Phoenix maganie reviewed by Hugh Fox

Phoenix magazine received this lovely review recently:

Phoenix #2.
Edited by Michael Graves
2-4/yr; 28pp; PO Box 84,
Dyker Heights Station,
Brooklyn, NY 11228.
&10/issue.
Reviewer: Hugh Fox

Phoenix is a relatively new magazine, but it has a feeling of great depth and breadth about it. Like a well-done translation of a poem by Polish poet Boleslaw Lesmian (1878-1937), who introduced French Modernism into Polish literature: “ Imperceptibly in the deep it builds...//Looming silent over all its lifeless sisters,/Till it breaks...in ringlets, tresses/Then, smelling the death beneath it, roars,/And strikes the shore in a last throe.” (“The Wave,” p.15, trans.by Michael Kandel. It wouldn’t hurt to number the pages, though, and perhaps give a bit of bio about Lesmian himself.Most of the poetry very accessible, an excellent Haiku by Herbert Miller: “My shield when lifted,/blocking swords that may split me,/slashes my own throat.” (Herbert Miller, “Haiku for Michael,” p.23).
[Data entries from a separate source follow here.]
//! Which files make up the bundle.
//!
//! Shared by the library and `build.rs`, so the bundle a pipeline run returns
//! and the bundle compiled into the crate are picked from a directory the
//! same way. Only `std` and `gofontweb_resource` may be used here.

use std::io;
use std::path::{Path, PathBuf};

/// Name of the generated stylesheet.
pub const STYLESHEET_NAME: &str = "go.css";

/// Name of the license file inside the bundle.
pub const LICENSE_NAME: &str = "LICENSE.txt";

/// Extension of compressed font assets.
pub const WOFF2_EXTENSION: &str = "woff2";

/// True for top-level `go.css`, `LICENSE.txt` and `*.woff2` names.
pub fn is_bundle_asset(name: &str) -> bool {
    if name.contains('/') {
        return false;
    }
    name == STYLESHEET_NAME
        || name == LICENSE_NAME
        || Path::new(name).extension().and_then(|ext| ext.to_str()) == Some(WOFF2_EXTENSION)
}

/// Bundle files in `dir` as sorted `(name, path)` pairs.
///
/// # Errors
///
/// Fails if `dir` cannot be listed, including when it does not exist.
pub fn bundle_files(dir: &Path) -> io::Result<Vec<(String, PathBuf)>> {
    let mut files = gofontweb_resource::collect_files(dir)?;
    files.retain(|(name, _)| is_bundle_asset(name));
    Ok(files)
}

/// Targets of every `url(...)` in a stylesheet, in order.
pub fn stylesheet_references(css: &str) -> Vec<&str> {
    css.split("url(")
        .skip(1)
        .filter_map(|rest| rest.split_once(')'))
        .map(|(target, _)| target.trim().trim_matches(|c: char| c == '"' || c == '\''))
        .collect()
}

/// Stylesheet references with no matching entry in `names`.
pub fn missing_references<S: AsRef<str>>(css: &str, names: &[S]) -> Vec<String> {
    stylesheet_references(css)
        .into_iter()
        .filter(|target| !names.iter().any(|name| name.as_ref() == *target))
        .map(str::to_owned)
        .collect()
}

#[cfg(test)]
mod tests {
    use super::*;
    use crate::stylesheet::render_stylesheet;
    use crate::variant::GO_VARIANTS;
    use std::fs;
    use tempfile::tempdir;

    #[test]
    fn test_is_bundle_asset() {
        assert!(is_bundle_asset("go.css"));
        assert!(is_bundle_asset("LICENSE.txt"));
        assert!(is_bundle_asset("Go-Mono-Bold-Italic.woff2"));
        assert!(!is_bundle_asset("notes.md"));
        assert!(!is_bundle_asset("Go-Regular.ttf"));
        assert!(!is_bundle_asset("old/Go-Regular.woff2"));
        assert!(!is_bundle_asset("old/go.css"));
    }

    #[test]
    fn test_bundle_files_skips_strays() {
        let dir = tempdir().unwrap();
        fs::create_dir(dir.path().join("old")).unwrap();
        fs::write(dir.path().join("go.css"), b"css").unwrap();
        fs::write(dir.path().join("Go-Bold.woff2"), b"wOF2").unwrap();
        fs::write(dir.path().join("notes.md"), b"notes").unwrap();
        fs::write(dir.path().join("old/Go-Bold.woff2"), b"stale").unwrap();

        let names: Vec<String> = bundle_files(dir.path())
            .unwrap()
            .into_iter()
            .map(|(name, _)| name)
            .collect();
        assert_eq!(names, ["Go-Bold.woff2", "go.css"]);
    }

    #[test]
    fn test_stylesheet_references_in_order() {
        let css = render_stylesheet(["Go-Regular", "Go-Mono-Bold-Italic"]).unwrap();
        assert_eq!(
            stylesheet_references(&css),
            ["Go-Regular.woff2", "Go-Mono-Bold-Italic.woff2"]
        );
        assert_eq!(
            stylesheet_references(r#"a{src:url( "x.woff2" )} b{src:url('y.woff2')}"#),
            ["x.woff2", "y.woff2"]
        );
        assert!(stylesheet_references("/* no fonts */").is_empty());
    }

    #[test]
    fn test_stylesheet_without_fonts_is_incomplete() {
        let css = render_stylesheet(GO_VARIANTS).unwrap();
        let missing = missing_references(&css, &["LICENSE.txt", "go.css"]);
        assert_eq!(missing.len(), GO_VARIANTS.len());
        assert_eq!(missing[0], "Go-Regular.woff2");

        let mut names: Vec<String> = GO_VARIANTS.iter().map(|v| format!("{v}.woff2")).collect();
        assert!(missing_references(&css, &names).is_empty());

        names.retain(|name| name != "Go-Smallcaps.woff2");
        assert_eq!(missing_references(&css, &names), ["Go-Smallcaps.woff2"]);
    }
}
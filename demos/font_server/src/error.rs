use axum::{
    http::StatusCode,
    response::{IntoResponse, Response},
    Json,
};
use gofontweb::AssetError;
use serde_json::json;

#[derive(Debug, thiserror::Error)]
pub enum ServiceError {
    #[error("Asset '{0}' not found")]
    AssetNotFound(String),

    #[error("Asset error: {0}")]
    Asset(String),
}

impl From<AssetError> for ServiceError {
    fn from(err: AssetError) -> Self {
        match err {
            AssetError::NotFound(path) | AssetError::InvalidPath(path) => Self::AssetNotFound(path),
            AssetError::Io(message) => Self::Asset(message),
        }
    }
}

impl IntoResponse for ServiceError {
    fn into_response(self) -> Response {
        let (status, code, message) = match self {
            Self::AssetNotFound(_) => (StatusCode::NOT_FOUND, "AssetNotFound", self.to_string()),
            Self::Asset(_) => {
                tracing::error!("Internal error: {}", self);
                (
                    StatusCode::INTERNAL_SERVER_ERROR,
                    "InternalError",
                    "An internal error occurred".to_string(),
                )
            }
        };

        let body = Json(json!({
            "error": code,
            "message": message,
        }));

        (status, body).into_response()
    }
}

pub type Result<T> = std::result::Result<T, ServiceError>;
Not names you see everywhere, but perhaps they should be: Charles Pierre, Hugh Hennedy,Rose Bernal.And this issue begins with an extremely demanding poem by editor Graves all about Adam and Eve, also masterfully written, and after three or four readings (like reading Wordsworth or Shelley) you begin to fathom what it’s all about: the horrifying world that mankind met after leaving Eden.